Lo más cerca que estuve de Gabriel García Márquez


Lo más cerca que estuve de Gabriel García Márquez
Por Calixto Ávila Tirado


La primera vez que escuche algo del insigne escritor colombiano fue a través de un radio transistor de mis tíos maternos en San Marcos: se había ganado el premio Nóbel de literatura y mi mente infantil no alcanzaba a dimensionar la importancia de tal reconocimiento. Desde entonces me encontraba su nombre en cada texto de español y literatura cuando recibía las primeras instrucciones de vida en la “Escuela Modelo” del profesor Ismael y se hablaba de él como algo mítico y extraordinario en el campo de las letras. Tanto que se despertó en mi el deseo de aprender a leer lo mas pronto posible para descubrirlo en sus obras literarias.

Los años pasaron y el devenir de los tiempos me trajo a estudiar en la ciudad de Barranquilla, en donde los días se me hicieron difíciles por el dolor de haber cortado el cordón umbilical que me ataba a mi natal San Marcos y al seno de mi familia. La facilidad con que me granjeo amigos me llevó a conocer a Isabelita, una sobrina de una vieja gloria del equipo Junior, que sentía un pavor por las matemáticas solo comparado con el miedo que sentimos los mortales por la muerte. Así que aparte de compartir amistad, compartíamos textos y yo le cambiaba mis pocos conocimientos en logaritmos y derivadas por cualquier invitación a almorzar.

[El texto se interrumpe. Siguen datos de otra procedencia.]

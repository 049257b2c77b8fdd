//! Document-table dialect: `name: defineTable({ field: v.string(), ... })`
//! declarations in a `convex/schema.{ts,js}` file.

use super::source_text::{balanced_body, depth_at};
use super::{attribute, entity_for_table, SchemaExtractor};
use crate::domain::{BusinessAttribute, BusinessEntity, FileExcerpt};
use crate::utils::{normalize_path, path_segments};
use once_cell::sync::Lazy;
use regex::Regex;
use std::collections::HashSet;

static TABLE_RE: Lazy<Regex> = Lazy::new(|| {
    Regex::new(r#"["']?([A-Za-z_][A-Za-z0-9_]*)["']?\s*:\s*defineTable\s*\("#)
        .expect("valid defineTable regex")
});

static FIELD_RE: Lazy<Regex> = Lazy::new(|| {
    Regex::new(r#"["']?([A-Za-z_][A-Za-z0-9_]*)["']?\s*:\s*v\.(?:optional\s*\(\s*v\.)?([A-Za-z0-9]+)\s*\("#)
        .expect("valid validator field regex")
});

pub struct DocumentTableExtractor;

impl SchemaExtractor for DocumentTableExtractor {
    fn name(&self) -> &'static str {
        "document-table"
    }

    fn can_handle(&self, sample: &FileExcerpt) -> bool {
        let path = normalize_path(&sample.path);
        let segments = path_segments(&path);
        match segments.as_slice() {
            [.., dir, file] => *dir == "convex" && matches!(*file, "schema.ts" | "schema.js"),
            _ => false,
        }
    }

    fn extract(&self, sample: &FileExcerpt, source_id: &str) -> Vec<BusinessEntity> {
        let content = sample.content.as_str();
        let mut entities = Vec::new();

        for caps in TABLE_RE.captures_iter(content) {
            let (Some(whole), Some(name)) = (caps.get(0), caps.get(1)) else {
                continue;
            };
            // The match ends right after the opening paren of `defineTable(`.
            let body = balanced_body(content, whole.end(), b'(', b')');
            let description = format!("Table `{}` declared in {}", name.as_str(), sample.path);
            if let Some(entity) =
                entity_for_table(name.as_str(), parse_fields(body), description, source_id)
            {
                entities.push(entity);
            }
        }

        entities
    }
}

/// Top-level fields of the `{ ... }` argument. Fields of nested
/// `v.object({ ... })` validators sit deeper and are skipped.
fn parse_fields(body: &str) -> Vec<BusinessAttribute> {
    let mut seen: HashSet<&str> = HashSet::new();
    let mut attributes = Vec::new();
    for caps in FIELD_RE.captures_iter(body) {
        let (Some(whole), Some(name), Some(kind)) = (caps.get(0), caps.get(1), caps.get(2)) else {
            continue;
        };
        if depth_at(body, whole.start()) != 1 {
            continue;
        }
        if seen.insert(name.as_str()) {
            attributes.push(attribute(name.as_str(), semantic_type(kind.as_str())));
        }
    }
    attributes
}

fn semantic_type(validator: &str) -> &str {
    match validator {
        "string" => "string",
        "number" | "float64" | "int64" | "bigint" => "number",
        "boolean" => "boolean",
        "id" => "id",
        "array" => "array",
        "object" | "record" => "object",
        other => other,
    }
}
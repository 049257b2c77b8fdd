//! product-context: deterministic product-context extraction
//!
//! Turns repository structural signals (route paths, folder trees, schema
//! excerpts and surface classifications) into four bounded, schema-tagged
//! artifacts for language-model prompting: a UI sitemap, user flows, a
//! business data model and a repository folder topology.

pub mod config;
pub mod domain;
pub mod entities;
pub mod error;
pub mod flows;
pub mod input;
pub mod pipeline;
pub mod sitemap;
pub mod topology;
pub mod utils;
pub mod validate;

pub use config::ExtractionConfig;
pub use domain::{ContextSourceInput, ProductContextInputs, ToolWarning, WarningCode};
pub use entities::{build_business_data_model, EntityExtractor, SchemaExtractor};
pub use error::{Error, Result};
pub use flows::{build_user_flows, FlowBuilder};
pub use input::{load_sources_document, parse_sources_document, SourcesDocument};
pub use pipeline::{build_product_context_inputs, ContextPipeline};
pub use sitemap::{build_ui_sitemap, normalize_route_path, SitemapBuilder};
pub use topology::{build_repo_folder_topology, TopologyBuilder};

Recuerdo que un profesor nos puso un extenso trabajo sobre un tema que no logro precisar en este momento, el cual teníamos que elaborarlo en grupo de dos personas, y transcribirlo en computador para su posterior presentación. Por aquel entonces ni mi amiga ni yo poseíamos computadora y tocaba buscar a algún conocido que nos la prestara para ahorrarnos el dinero que costaba poner la tarea en condiciones de entrega. Isabelita tuvo la brillante idea de recurrir a Cundy, una amiga que vivía en un conjunto residencial al norte de la ciudad, quien tenía un ordenador, y según arreglos previos nos los prestaría con el mayor agrado del mundo.

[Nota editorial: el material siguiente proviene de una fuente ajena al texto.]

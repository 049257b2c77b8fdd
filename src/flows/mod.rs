//! Representative user flows derived from the sitemap's route tree.

use crate::config::FlowConfig;
use crate::domain::{
    ContextSourceInput, FlowStep, ToolWarning, UiSitemap, UserFlow, UserFlows, WarningCode,
    MAX_FLOWS, MAX_FLOW_STEPS,
};
use crate::utils::{path_segments, resolve_generated_at, slugify, title_from_segment};
use crate::validate::validate_user_flows;

pub mod tree;

pub use tree::RouteTree;

#[derive(Debug, Clone, Default)]
pub struct FlowBuilder {
    config: FlowConfig,
}

impl FlowBuilder {
    pub fn new(config: FlowConfig) -> Self {
        Self { config }
    }

    pub fn build(
        &self,
        product_id: &str,
        sitemap: &UiSitemap,
        sources: &[ContextSourceInput],
        generated_at: Option<&str>,
    ) -> UserFlows {
        let generated_at = resolve_generated_at(generated_at);
        let mut flows = UserFlows::empty(product_id, &generated_at);

        let tree = RouteTree::from_paths(sitemap.items.iter().map(|item| item.path.as_str()));
        let fallback_source = sources.first().map(|s| s.source_id.as_str()).unwrap_or(product_id);

        let max_flows = self.config.max_flows.min(MAX_FLOWS);
        for entry in self.entry_points(sitemap) {
            if flows.flows.len() >= max_flows {
                break;
            }
            flows.flows.push(self.flow_from_entry(entry, sitemap, &tree, fallback_source));
        }

        tracing::debug!(
            product = product_id,
            flows = flows.flows.len(),
            tree_nodes = tree.node_count(),
            "built user flows"
        );

        if flows.flows.is_empty() {
            flows.warnings.push(ToolWarning::new(
                WarningCode::UserFlowsEmpty,
                "No user flows could be derived because the sitemap has no entry routes",
            ));
        }

        validate_user_flows(flows)
    }

    /// Shallow sitemap paths, sorted, capped.
    fn entry_points<'a>(&self, sitemap: &'a UiSitemap) -> Vec<&'a str> {
        let mut entries: Vec<&str> = sitemap
            .items
            .iter()
            .map(|item| item.path.as_str())
            .filter(|path| path_segments(path).len() <= self.config.max_entry_segments)
            .collect();
        entries.sort_unstable();
        entries.truncate(self.config.max_entry_points);
        entries
    }

    fn flow_from_entry(
        &self,
        entry: &str,
        sitemap: &UiSitemap,
        tree: &RouteTree,
        fallback_source: &str,
    ) -> UserFlow {
        let entry_step = step_for(entry, 1, sitemap);
        let name = entry_step.title.clone();
        let source = sitemap
            .item_by_path(entry)
            .map(|item| item.source.clone())
            .unwrap_or_else(|| fallback_source.to_string());

        let mut steps = vec![entry_step];
        for child in tree.children(entry).take(self.config.max_children_per_flow) {
            steps.push(step_for(child, steps.len() + 1, sitemap));
        }
        steps.truncate(self.config.max_steps_per_flow.min(MAX_FLOW_STEPS));

        UserFlow { id: format!("flow-{}", slugify(entry)), name, steps, source }
    }
}

fn step_for(path: &str, order: usize, sitemap: &UiSitemap) -> FlowStep {
    match sitemap.item_by_path(path) {
        Some(item) => FlowStep {
            order,
            path: path.to_string(),
            title: item.title.clone(),
            screen_id: Some(item.id.clone()),
        },
        None => FlowStep {
            order,
            path: path.to_string(),
            title: title_from_segment(path_segments(path).last().copied().unwrap_or("")),
            screen_id: None,
        },
    }
}

/// Build user flows with the default [`FlowConfig`].
pub fn build_user_flows(
    product_id: &str,
    sitemap: &UiSitemap,
    sources: &[ContextSourceInput],
    generated_at: Option<&str>,
) -> UserFlows {
    FlowBuilder::default().build(product_id, sitemap, sources, generated_at)
}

Acordamos que nos veríamos el domingo en equis lugar de Barranquilla, para llegar a la morada de Cundy y así lo hicimos. Al llegar a la casa entramos en el estudio, en donde estaba ubicado el computador, y puse mi esmirriado cuerpo en un sillón de descanso que estaba en un rincón del recinto, no sin antes hacer las presentaciones de rigor para poder relacionarme con la amiga de Isabelita en un tono más familiar. Al rato entraron los padres de Cundy, y de inmediato noté en el rostro del papá, el de alguien conocido, pero por mucho que me esforzaba no lograba dar con el parecido. Lo miraba, algunas veces de reojo, y otras de frente de manera descarada, como tratando de escudriñar en su faz la cara oculta que andaba buscando, pero pese a mis ingentes esfuerzos me era imposible relacionarlo. La madre de Cundy al ver mis constantes miradas al rostro de su esposo me dice amigablemente: “No te preocupes, no eres el primero que lo mira de esa manera, siempre nos pasa lo mismo; en el cine, en el supermercado, en la fila del banco. Siempre”. Yo, apenado me disculpé. –¿Se te parece a alguien? –Me interpeló. Le dije que si, pero que en ese momento no lograba precisar a quien se me parecía. –¿Cómo a Gabriel García Márquez?. Claro, le dije analizando el extraordinario parecido de aquel caballero con el eximio escritor colombiano, mientras el padre de Cundy decía “Es que somos parientes”. –Deja de mamarle gallo al muchacho, le dijo la esposa, ¿Por qué no le dices de una vez que son hermanos. –¿Hermanos? Le pregunté. –De padre y madre me dijo de manera orgullosa. Le di mi mano al hijo del telegrafista de Aracataca para saludarlo y cuando lo hice sentía que tocaba un pedazo de Macondo, que estaba sumido en el olor a guayaba del ambiente y que las alas enormes de aquel escritor muy bueno estaban frente a nosotros. Al rato entramos en la sala, en donde había muchas fotos que la familia conservaba como trofeo, pero para ellos no eran las fotos de alguien famoso; era las fotos del hermano, del cuñado, del tío.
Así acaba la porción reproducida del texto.